Exercise details.
From the entries below, copy out every line with "name" in it.

Source information.
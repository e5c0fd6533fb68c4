//! Game lobbies: a host, a bounded list of players, and a lifecycle state.

use std::fmt;
use std::str::FromStr;

use async_trait::async_trait;
use chrono::{DateTime, SubsecRound, Utc};
use serde::{Deserialize, Serialize};

use rook_registry::{DomainObject, RegistryError, RegistryResult};
use rook_types::{Key, TypeError};

/// Lifecycle of a lobby.
#[derive(Clone, Copy, Debug, PartialEq, Eq, Hash)]
pub enum LobbyState {
    Open,
    InGame,
    Closed,
}

impl LobbyState {
    pub fn as_str(&self) -> &'static str {
        match self {
            Self::Open => "open",
            Self::InGame => "in_game",
            Self::Closed => "closed",
        }
    }
}

impl fmt::Display for LobbyState {
    fn fmt(&self, f: &mut fmt::Formatter<'_>) -> fmt::Result {
        f.write_str(self.as_str())
    }
}

impl FromStr for LobbyState {
    type Err = String;

    fn from_str(s: &str) -> Result<Self, Self::Err> {
        match s {
            "open" => Ok(Self::Open),
            "in_game" => Ok(Self::InGame),
            "closed" => Ok(Self::Closed),
            other => Err(format!("unknown lobby state '{other}'")),
        }
    }
}

/// A game lobby.
#[derive(Clone, Debug, PartialEq, Eq)]
pub struct Lobby {
    pub key: Key,
    pub name: String,
    pub host: Key,
    pub players: Vec<Key>,
    pub max_players: u32,
    pub state: LobbyState,
    /// Must have millisecond precision; [`DomainObject::validate`] rejects
    /// finer timestamps.
    pub created_at: DateTime<Utc>,
}

/// Wire shape of a [`Lobby`] under `lobbies/<key>`.
#[derive(Clone, Debug, PartialEq, Eq, Serialize, Deserialize)]
pub struct LobbyRecord {
    pub key: String,
    pub name: String,
    pub host: String,
    #[serde(default)]
    pub players: Vec<String>,
    pub max_players: u32,
    pub state: String,
    /// Unix epoch milliseconds.
    pub created_at: i64,
}

impl Lobby {
    /// A new open lobby with a fresh UUIDv7 key and `host` as its only
    /// player.
    pub fn open(name: impl Into<String>, host: Key, max_players: u32) -> Result<Self, TypeError> {
        let key = Key::new(uuid::Uuid::now_v7().to_string())?;
        Ok(Self {
            key,
            name: name.into(),
            players: vec![host.clone()],
            host,
            max_players: max_players.max(1),
            state: LobbyState::Open,
            created_at: Utc::now().trunc_subsecs(3),
        })
    }

    pub fn is_full(&self) -> bool {
        self.players.len() >= self.max_players as usize
    }

    /// Add `player` to an open lobby. Returns `false` if the lobby is not
    /// open, is full, or already seats the player.
    pub fn join(&mut self, player: Key) -> bool {
        if self.state != LobbyState::Open || self.is_full() || self.players.contains(&player) {
            return false;
        }
        self.players.push(player);
        true
    }

    /// Remove `player`. Returns `false` if they were not seated.
    pub fn leave(&mut self, player: &Key) -> bool {
        let before = self.players.len();
        self.players.retain(|p| p != player);
        self.players.len() != before
    }
}

fn check_capacity(players: usize, max_players: u32) -> RegistryResult<()> {
    if players > max_players as usize {
        return Err(RegistryError::conversion(
            Lobby::DOMAIN_TYPE,
            format!("{players} players exceed the limit of {max_players}"),
        ));
    }
    Ok(())
}

#[async_trait]
impl DomainObject for Lobby {
    type Persisted = LobbyRecord;
    const DOMAIN_TYPE: &'static str = "lobby";
    const ROOT_PATH: &'static str = "lobbies";

    fn key(&self) -> Key {
        self.key.clone()
    }

    fn validate(&self) -> RegistryResult<()> {
        check_capacity(self.players.len(), self.max_players)?;
        if self.created_at.timestamp_subsec_nanos() % 1_000_000 != 0 {
            return Err(RegistryError::conversion(
                Self::DOMAIN_TYPE,
                "created_at is finer than millisecond precision",
            ));
        }
        Ok(())
    }

    fn to_persisted(&self) -> LobbyRecord {
        LobbyRecord {
            key: self.key.to_string(),
            name: self.name.clone(),
            host: self.host.to_string(),
            players: self.players.iter().map(Key::to_string).collect(),
            max_players: self.max_players,
            state: self.state.to_string(),
            created_at: self.created_at.timestamp_millis(),
        }
    }

    async fn from_persisted(persisted: LobbyRecord) -> RegistryResult<Self> {
        let state = persisted
            .state
            .parse::<LobbyState>()
            .map_err(|reason| RegistryError::conversion(Self::DOMAIN_TYPE, reason))?;

        check_capacity(persisted.players.len(), persisted.max_players)?;

        let created_at = DateTime::from_timestamp_millis(persisted.created_at).ok_or_else(|| {
            RegistryError::conversion(
                Self::DOMAIN_TYPE,
                format!("timestamp {} out of range", persisted.created_at),
            )
        })?;

        let players = persisted
            .players
            .into_iter()
            .map(Key::new)
            .collect::<Result<Vec<_>, _>>()?;

        Ok(Self {
            key: Key::new(persisted.key)?,
            name: persisted.name,
            host: Key::new(persisted.host)?,
            players,
            max_players: persisted.max_players,
            state,
            created_at,
        })
    }
}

Exercise solution.
    pub name: String,
    pub name: String,
    pub fn open(name: impl Into<String>, host: Key, max_players: u32) -> Result<Self, TypeError> {
            name: name.into(),
            name: self.name.clone(),
            name: persisted.name,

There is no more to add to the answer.